» WHAT TO WORK ON: Which lines in the records below mention the word "crate"? Copy each one out.

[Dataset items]
== Segment start ==

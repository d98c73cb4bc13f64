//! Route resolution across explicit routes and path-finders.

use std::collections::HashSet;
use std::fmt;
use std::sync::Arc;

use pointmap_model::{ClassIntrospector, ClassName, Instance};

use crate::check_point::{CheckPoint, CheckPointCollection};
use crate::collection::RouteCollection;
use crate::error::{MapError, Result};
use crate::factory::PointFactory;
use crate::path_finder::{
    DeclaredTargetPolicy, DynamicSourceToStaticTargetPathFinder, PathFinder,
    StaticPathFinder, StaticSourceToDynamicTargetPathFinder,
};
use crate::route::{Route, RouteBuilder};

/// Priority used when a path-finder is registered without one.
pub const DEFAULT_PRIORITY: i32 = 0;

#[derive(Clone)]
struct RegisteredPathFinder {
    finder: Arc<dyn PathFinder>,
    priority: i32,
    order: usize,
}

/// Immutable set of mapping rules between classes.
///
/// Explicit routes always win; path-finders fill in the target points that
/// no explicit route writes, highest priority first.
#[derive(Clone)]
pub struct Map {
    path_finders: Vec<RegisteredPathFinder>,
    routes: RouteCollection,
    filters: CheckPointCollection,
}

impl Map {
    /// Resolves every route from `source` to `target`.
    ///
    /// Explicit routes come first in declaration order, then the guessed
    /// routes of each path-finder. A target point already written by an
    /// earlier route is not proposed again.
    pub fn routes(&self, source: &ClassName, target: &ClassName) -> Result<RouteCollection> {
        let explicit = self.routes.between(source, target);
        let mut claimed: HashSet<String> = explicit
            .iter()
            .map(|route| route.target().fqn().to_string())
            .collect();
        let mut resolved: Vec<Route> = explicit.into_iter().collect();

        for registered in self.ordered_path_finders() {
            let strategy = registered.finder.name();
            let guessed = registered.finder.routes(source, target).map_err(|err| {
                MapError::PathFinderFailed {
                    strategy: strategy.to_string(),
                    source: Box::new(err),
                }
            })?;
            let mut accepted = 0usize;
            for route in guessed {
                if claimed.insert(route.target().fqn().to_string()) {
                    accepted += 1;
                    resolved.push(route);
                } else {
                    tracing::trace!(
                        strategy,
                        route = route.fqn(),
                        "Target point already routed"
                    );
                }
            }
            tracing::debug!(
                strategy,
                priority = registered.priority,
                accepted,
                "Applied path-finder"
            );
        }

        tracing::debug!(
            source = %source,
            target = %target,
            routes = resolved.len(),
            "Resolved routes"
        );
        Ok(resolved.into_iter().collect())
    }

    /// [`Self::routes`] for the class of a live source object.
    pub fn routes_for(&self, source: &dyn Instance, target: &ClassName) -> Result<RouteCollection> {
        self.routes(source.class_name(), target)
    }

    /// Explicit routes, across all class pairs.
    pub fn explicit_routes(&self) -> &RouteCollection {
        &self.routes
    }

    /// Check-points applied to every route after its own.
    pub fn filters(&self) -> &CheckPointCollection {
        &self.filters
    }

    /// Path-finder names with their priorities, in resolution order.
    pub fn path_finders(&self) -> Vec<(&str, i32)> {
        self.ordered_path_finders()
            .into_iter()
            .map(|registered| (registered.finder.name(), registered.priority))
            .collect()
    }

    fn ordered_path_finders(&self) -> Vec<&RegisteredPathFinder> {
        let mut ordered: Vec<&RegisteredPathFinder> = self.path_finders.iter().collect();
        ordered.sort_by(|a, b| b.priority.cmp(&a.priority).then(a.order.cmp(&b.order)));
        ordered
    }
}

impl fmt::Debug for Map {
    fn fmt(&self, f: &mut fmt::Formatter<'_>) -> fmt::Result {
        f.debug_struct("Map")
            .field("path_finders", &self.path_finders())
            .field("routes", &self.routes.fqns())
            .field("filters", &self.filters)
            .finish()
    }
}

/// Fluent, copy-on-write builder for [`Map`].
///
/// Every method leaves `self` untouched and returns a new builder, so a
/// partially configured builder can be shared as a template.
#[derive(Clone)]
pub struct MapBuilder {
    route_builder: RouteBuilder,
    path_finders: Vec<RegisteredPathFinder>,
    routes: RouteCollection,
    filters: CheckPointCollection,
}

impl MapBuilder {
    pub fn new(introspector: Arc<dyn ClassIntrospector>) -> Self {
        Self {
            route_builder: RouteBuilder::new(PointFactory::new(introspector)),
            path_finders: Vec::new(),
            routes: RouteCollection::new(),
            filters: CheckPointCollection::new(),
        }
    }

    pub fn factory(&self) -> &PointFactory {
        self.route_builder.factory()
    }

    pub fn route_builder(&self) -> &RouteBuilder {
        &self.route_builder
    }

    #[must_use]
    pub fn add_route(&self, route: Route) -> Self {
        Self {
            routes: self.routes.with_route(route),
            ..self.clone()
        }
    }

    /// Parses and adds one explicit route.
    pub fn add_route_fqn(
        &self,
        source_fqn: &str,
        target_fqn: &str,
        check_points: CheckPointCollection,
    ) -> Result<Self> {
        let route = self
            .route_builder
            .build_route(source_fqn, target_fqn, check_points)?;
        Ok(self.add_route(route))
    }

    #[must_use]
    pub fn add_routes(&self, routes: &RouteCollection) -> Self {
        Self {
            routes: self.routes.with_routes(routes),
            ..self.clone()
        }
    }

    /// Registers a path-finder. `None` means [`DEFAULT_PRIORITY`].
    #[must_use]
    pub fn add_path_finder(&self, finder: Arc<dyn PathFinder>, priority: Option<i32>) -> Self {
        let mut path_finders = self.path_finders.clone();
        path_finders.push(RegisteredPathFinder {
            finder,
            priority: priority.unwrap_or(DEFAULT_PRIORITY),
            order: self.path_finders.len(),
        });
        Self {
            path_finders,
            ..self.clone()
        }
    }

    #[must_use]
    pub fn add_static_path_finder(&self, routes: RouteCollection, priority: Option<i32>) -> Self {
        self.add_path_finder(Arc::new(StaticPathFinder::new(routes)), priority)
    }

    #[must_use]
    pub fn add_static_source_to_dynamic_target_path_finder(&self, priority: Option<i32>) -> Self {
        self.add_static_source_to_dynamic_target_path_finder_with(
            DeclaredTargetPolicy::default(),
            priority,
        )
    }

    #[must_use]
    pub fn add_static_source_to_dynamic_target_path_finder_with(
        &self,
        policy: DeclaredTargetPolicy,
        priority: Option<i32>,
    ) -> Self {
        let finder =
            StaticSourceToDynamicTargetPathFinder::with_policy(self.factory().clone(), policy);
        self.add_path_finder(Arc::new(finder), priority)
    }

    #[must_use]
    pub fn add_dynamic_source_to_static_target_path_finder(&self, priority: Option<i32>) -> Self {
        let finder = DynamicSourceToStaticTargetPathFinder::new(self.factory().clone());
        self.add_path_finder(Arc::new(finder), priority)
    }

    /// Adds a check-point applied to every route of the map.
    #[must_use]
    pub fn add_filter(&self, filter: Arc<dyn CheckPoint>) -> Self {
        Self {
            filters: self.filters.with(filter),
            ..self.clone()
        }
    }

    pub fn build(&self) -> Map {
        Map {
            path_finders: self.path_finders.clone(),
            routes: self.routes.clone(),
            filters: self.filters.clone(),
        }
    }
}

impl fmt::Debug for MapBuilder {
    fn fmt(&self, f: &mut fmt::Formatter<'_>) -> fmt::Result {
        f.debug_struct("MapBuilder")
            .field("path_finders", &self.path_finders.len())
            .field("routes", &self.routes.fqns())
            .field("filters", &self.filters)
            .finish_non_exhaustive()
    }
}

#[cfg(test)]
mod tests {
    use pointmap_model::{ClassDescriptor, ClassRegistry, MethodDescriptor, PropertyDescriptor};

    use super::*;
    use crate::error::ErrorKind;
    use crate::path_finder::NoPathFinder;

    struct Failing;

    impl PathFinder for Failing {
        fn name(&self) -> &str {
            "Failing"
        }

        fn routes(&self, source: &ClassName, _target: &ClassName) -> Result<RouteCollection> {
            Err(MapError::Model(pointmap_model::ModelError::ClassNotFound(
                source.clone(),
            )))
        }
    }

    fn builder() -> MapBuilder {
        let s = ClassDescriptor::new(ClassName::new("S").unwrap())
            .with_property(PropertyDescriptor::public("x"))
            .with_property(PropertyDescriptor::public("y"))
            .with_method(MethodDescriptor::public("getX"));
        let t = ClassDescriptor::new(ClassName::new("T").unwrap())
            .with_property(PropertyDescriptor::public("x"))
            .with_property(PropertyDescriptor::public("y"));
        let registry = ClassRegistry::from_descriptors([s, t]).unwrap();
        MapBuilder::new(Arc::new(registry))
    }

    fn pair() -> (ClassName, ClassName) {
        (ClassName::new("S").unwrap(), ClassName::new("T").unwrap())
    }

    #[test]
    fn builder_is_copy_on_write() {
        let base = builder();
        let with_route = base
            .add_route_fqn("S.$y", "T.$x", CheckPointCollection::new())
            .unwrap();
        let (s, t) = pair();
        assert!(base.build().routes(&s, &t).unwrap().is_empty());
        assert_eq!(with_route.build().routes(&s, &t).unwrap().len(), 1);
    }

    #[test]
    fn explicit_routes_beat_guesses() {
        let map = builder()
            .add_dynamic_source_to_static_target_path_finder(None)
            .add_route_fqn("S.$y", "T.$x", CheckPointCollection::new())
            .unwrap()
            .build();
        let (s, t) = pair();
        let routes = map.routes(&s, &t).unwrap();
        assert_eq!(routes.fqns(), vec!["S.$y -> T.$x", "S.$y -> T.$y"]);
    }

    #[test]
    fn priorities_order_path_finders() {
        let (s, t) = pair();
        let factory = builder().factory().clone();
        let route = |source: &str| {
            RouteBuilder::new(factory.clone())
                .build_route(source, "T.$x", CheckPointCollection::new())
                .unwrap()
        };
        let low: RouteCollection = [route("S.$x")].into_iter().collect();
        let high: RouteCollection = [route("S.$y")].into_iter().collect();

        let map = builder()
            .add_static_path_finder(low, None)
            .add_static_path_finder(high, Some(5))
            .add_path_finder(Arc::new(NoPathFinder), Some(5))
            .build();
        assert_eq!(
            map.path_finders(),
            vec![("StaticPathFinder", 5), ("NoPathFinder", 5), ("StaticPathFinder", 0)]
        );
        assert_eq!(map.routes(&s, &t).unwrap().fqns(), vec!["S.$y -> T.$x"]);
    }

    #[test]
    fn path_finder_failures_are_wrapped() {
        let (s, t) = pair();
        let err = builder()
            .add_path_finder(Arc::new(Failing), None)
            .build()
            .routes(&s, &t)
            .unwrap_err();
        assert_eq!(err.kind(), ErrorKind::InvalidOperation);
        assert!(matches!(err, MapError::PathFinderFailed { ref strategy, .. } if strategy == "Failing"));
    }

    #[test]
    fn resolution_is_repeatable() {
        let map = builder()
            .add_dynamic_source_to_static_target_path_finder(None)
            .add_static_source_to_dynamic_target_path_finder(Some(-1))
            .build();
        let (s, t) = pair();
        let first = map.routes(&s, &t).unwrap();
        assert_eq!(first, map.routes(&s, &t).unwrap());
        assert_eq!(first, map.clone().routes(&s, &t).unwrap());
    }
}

== Segment end ==

» SOLUTION FOR THIS EXERCISE:
use crate::check_point::{CheckPoint, CheckPointCollection};
use crate::collection::RouteCollection;
use crate::error::{MapError, Result};
use crate::factory::PointFactory;
use crate::path_finder::{
use crate::route::{Route, RouteBuilder};
    use crate::error::ErrorKind;
    use crate::path_finder::NoPathFinder;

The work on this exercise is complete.